=== Section Start ===

//! LLM client abstraction and request/response types.
//!
//! This module defines the core abstractions for interacting with
//! text-generation providers.

use crate::types::ImageAttachment;
use kbase_core::AppResult;
use serde::{Deserialize, Serialize};

/// LLM completion request.
#[derive(Debug, Clone, Serialize, Deserialize)]
pub struct LlmRequest {
    /// The prompt text to send to the LLM
    pub prompt: String,

    /// Model identifier (e.g., "llama3.2", "gemini-2.5-flash")
    pub model: String,

    /// Maximum tokens to generate
    #[serde(skip_serializing_if = "Option::is_none")]
    pub max_tokens: Option<u32>,

    /// Temperature for sampling (0.0 - 2.0)
    #[serde(skip_serializing_if = "Option::is_none")]
    pub temperature: Option<f32>,

    /// Top-p nucleus sampling
    #[serde(skip_serializing_if = "Option::is_none")]
    pub top_p: Option<f32>,

    /// System instruction (optional)
    #[serde(skip_serializing_if = "Option::is_none")]
    pub system: Option<String>,

    /// Images sent alongside the prompt
    #[serde(skip)]
    pub images: Vec<ImageAttachment>,
}

impl LlmRequest {
    /// Create a new LLM request with required fields.
    pub fn new(prompt: impl Into<String>, model: impl Into<String>) -> Self {
        Self {
            prompt: prompt.into(),
            model: model.into(),
            max_tokens: None,
            temperature: None,
            top_p: None,
            system: None,
            images: Vec::new(),
        }
    }

    /// Set the maximum tokens to generate.
    pub fn with_max_tokens(mut self, max_tokens: u32) -> Self {
        self.max_tokens = Some(max_tokens);
        self
    }

    /// Set the temperature for sampling.
    pub fn with_temperature(mut self, temperature: f32) -> Self {
        self.temperature = Some(temperature);
        self
    }

    /// Set the nucleus-sampling cutoff.
    pub fn with_top_p(mut self, top_p: f32) -> Self {
        self.top_p = Some(top_p);
        self
    }

    /// Set the system instruction.
    pub fn with_system(mut self, system: impl Into<String>) -> Self {
        self.system = Some(system.into());
        self
    }

    /// Attach an image to the prompt.
    pub fn with_image(mut self, image: ImageAttachment) -> Self {
        self.images.push(image);
        self
    }
}

/// LLM completion response.
#[derive(Debug, Clone, Serialize, Deserialize)]
pub struct LlmResponse {
    /// The generated text
    pub content: String,

    /// Model that generated the response
    pub model: String,

    /// Usage statistics
    pub usage: LlmUsage,

    /// Whether the response was complete
    #[serde(default = "default_true")]
    pub done: bool,
}

fn default_true() -> bool {
    true
}

/// Token usage statistics.
#[derive(Debug, Clone, Serialize, Deserialize, Default)]
pub struct LlmUsage {
    /// Tokens in the prompt
    #[serde(default)]
    pub prompt_tokens: u32,

    /// Tokens in the completion
    #[serde(default)]
    pub completion_tokens: u32,

    /// Total tokens used
    #[serde(default)]
    pub total_tokens: u32,
}

impl LlmUsage {
    /// Create usage stats from prompt and completion token counts.
    pub fn new(prompt_tokens: u32, completion_tokens: u32) -> Self {
        Self {
            prompt_tokens,
            completion_tokens,
            total_tokens: prompt_tokens + completion_tokens,
        }
    }
}

/// Trait for text-generation providers.
///
/// This trait abstracts the underlying provider (Ollama, Gemini, ...) and
/// provides a single non-streaming completion call.
#[async_trait::async_trait]
pub trait LlmClient: Send + Sync {
    /// Get the provider name (e.g., "ollama", "gemini").
    fn provider_name(&self) -> &str;

    /// Perform a non-streaming completion.
    ///
    /// Callers own the deadline; implementations may block for as long as
    /// the provider takes.
    async fn complete(&self, request: &LlmRequest) -> AppResult<LlmResponse>;
}

#[cfg(test)]
mod tests {
    use super::*;

    #[test]
    fn test_request_builder() {
        let request = LlmRequest::new("What is the refund policy?", "gemini-2.5-flash")
            .with_system("Answer only from the context.")
            .with_temperature(0.25)
            .with_top_p(0.92)
            .with_max_tokens(900);

        assert_eq!(request.prompt, "What is the refund policy?");
        assert_eq!(request.system.as_deref(), Some("Answer only from the context."));
        assert_eq!(request.temperature, Some(0.25));
        assert_eq!(request.top_p, Some(0.92));
        assert_eq!(request.max_tokens, Some(900));
        assert!(request.images.is_empty());
    }

    #[test]
    fn test_request_with_image() {
        let request = LlmRequest::new("What does this show?", "llama3.2")
            .with_image(ImageAttachment::new("image/png", vec![0x89, 0x50, 0x4e, 0x47]));
        assert_eq!(request.images.len(), 1);
        assert_eq!(request.images[0].mime_type, "image/png");
    }

    #[test]
    fn test_usage_totals() {
        let usage = LlmUsage::new(120, 30);
        assert_eq!(usage.total_tokens, 150);
    }
}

=== Section End ===

**TASK TO CARRY OUT:** Everything from the first line of the entries above through the line with "send to the LLM" is to be reproduced exactly, and nothing else.

**EXPECTED ANSWER:**
//! LLM client abstraction and request/response types.
//!
//! This module defines the core abstractions for interacting with
//! text-generation providers.

use crate::types::ImageAttachment;
use kbase_core::AppResult;
use serde::{Deserialize, Serialize};

/// LLM completion request.
#[derive(Debug, Clone, Serialize, Deserialize)]
pub struct LlmRequest {
    /// The prompt text to send to the LLM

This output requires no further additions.